*** Opening of Records to use ***

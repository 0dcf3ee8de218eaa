//! Named response caches.

use std::collections::BTreeMap;
use std::sync::{Mutex, PoisonError};

use moka::future::Cache;

use super::fetcher::OfflineResponse;

/// Entries kept per named cache.
const MAX_ENTRIES: u64 = 1000;

/// A set of named caches keyed by request URL.
#[derive(Debug, Default)]
pub struct CacheStorage {
    caches: Mutex<BTreeMap<String, Cache<String, OfflineResponse>>>,
}

impl CacheStorage {
    #[must_use]
    pub fn new() -> Self {
        Self::default()
    }

    /// The cache called `name`, created if missing.
    pub fn open(&self, name: &str) -> Cache<String, OfflineResponse> {
        self.caches
            .lock()
            .unwrap_or_else(PoisonError::into_inner)
            .entry(name.to_string())
            .or_insert_with(|| Cache::builder().max_capacity(MAX_ENTRIES).build())
            .clone()
    }

    /// Names of every cache.
    pub fn keys(&self) -> Vec<String> {
        self.caches
            .lock()
            .unwrap_or_else(PoisonError::into_inner)
            .keys()
            .cloned()
            .collect()
    }

    /// Drop a cache and its entries. Returns whether it existed.
    pub fn delete(&self, name: &str) -> bool {
        let removed = self
            .caches
            .lock()
            .unwrap_or_else(PoisonError::into_inner)
            .remove(name);
        if let Some(cache) = &removed {
            cache.invalidate_all();
        }
        removed.is_some()
    }

    /// Look `key` up in every cache, in name order.
    pub async fn match_any(&self, key: &str) -> Option<OfflineResponse> {
        let caches: Vec<_> = self
            .caches
            .lock()
            .unwrap_or_else(PoisonError::into_inner)
            .values()
            .cloned()
            .collect();

        for cache in caches {
            if let Some(response) = cache.get(key).await {
                return Some(response);
            }
        }
        None
    }
}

*** Close of Records to use ***

# Directions:
The required answer is the line with "per named cache." plus every line after it to the end of the entries above, transcribed exactly.

# Response area:
/// Entries kept per named cache.
const MAX_ENTRIES: u64 = 1000;

/// A set of named caches keyed by request URL.
#[derive(Debug, Default)]
pub struct CacheStorage {
    caches: Mutex<BTreeMap<String, Cache<String, OfflineResponse>>>,
}

impl CacheStorage {
    #[must_use]
    pub fn new() -> Self {
        Self::default()
    }

    /// The cache called `name`, created if missing.
    pub fn open(&self, name: &str) -> Cache<String, OfflineResponse> {
        self.caches
            .lock()
            .unwrap_or_else(PoisonError::into_inner)
            .entry(name.to_string())
            .or_insert_with(|| Cache::builder().max_capacity(MAX_ENTRIES).build())
            .clone()
    }

    /// Names of every cache.
    pub fn keys(&self) -> Vec<String> {
        self.caches
            .lock()
            .unwrap_or_else(PoisonError::into_inner)
            .keys()
            .cloned()
            .collect()
    }

    /// Drop a cache and its entries. Returns whether it existed.
    pub fn delete(&self, name: &str) -> bool {
        let removed = self
            .caches
            .lock()
            .unwrap_or_else(PoisonError::into_inner)
            .remove(name);
        if let Some(cache) = &removed {
            cache.invalidate_all();
        }
        removed.is_some()
    }

    /// Look `key` up in every cache, in name order.
    pub async fn match_any(&self, key: &str) -> Option<OfflineResponse> {
        let caches: Vec<_> = self
            .caches
            .lock()
            .unwrap_or_else(PoisonError::into_inner)
            .values()
            .cloned()
            .collect();

        for cache in caches {
            if let Some(response) = cache.get(key).await {
                return Some(response);
            }
        }
        None
    }
}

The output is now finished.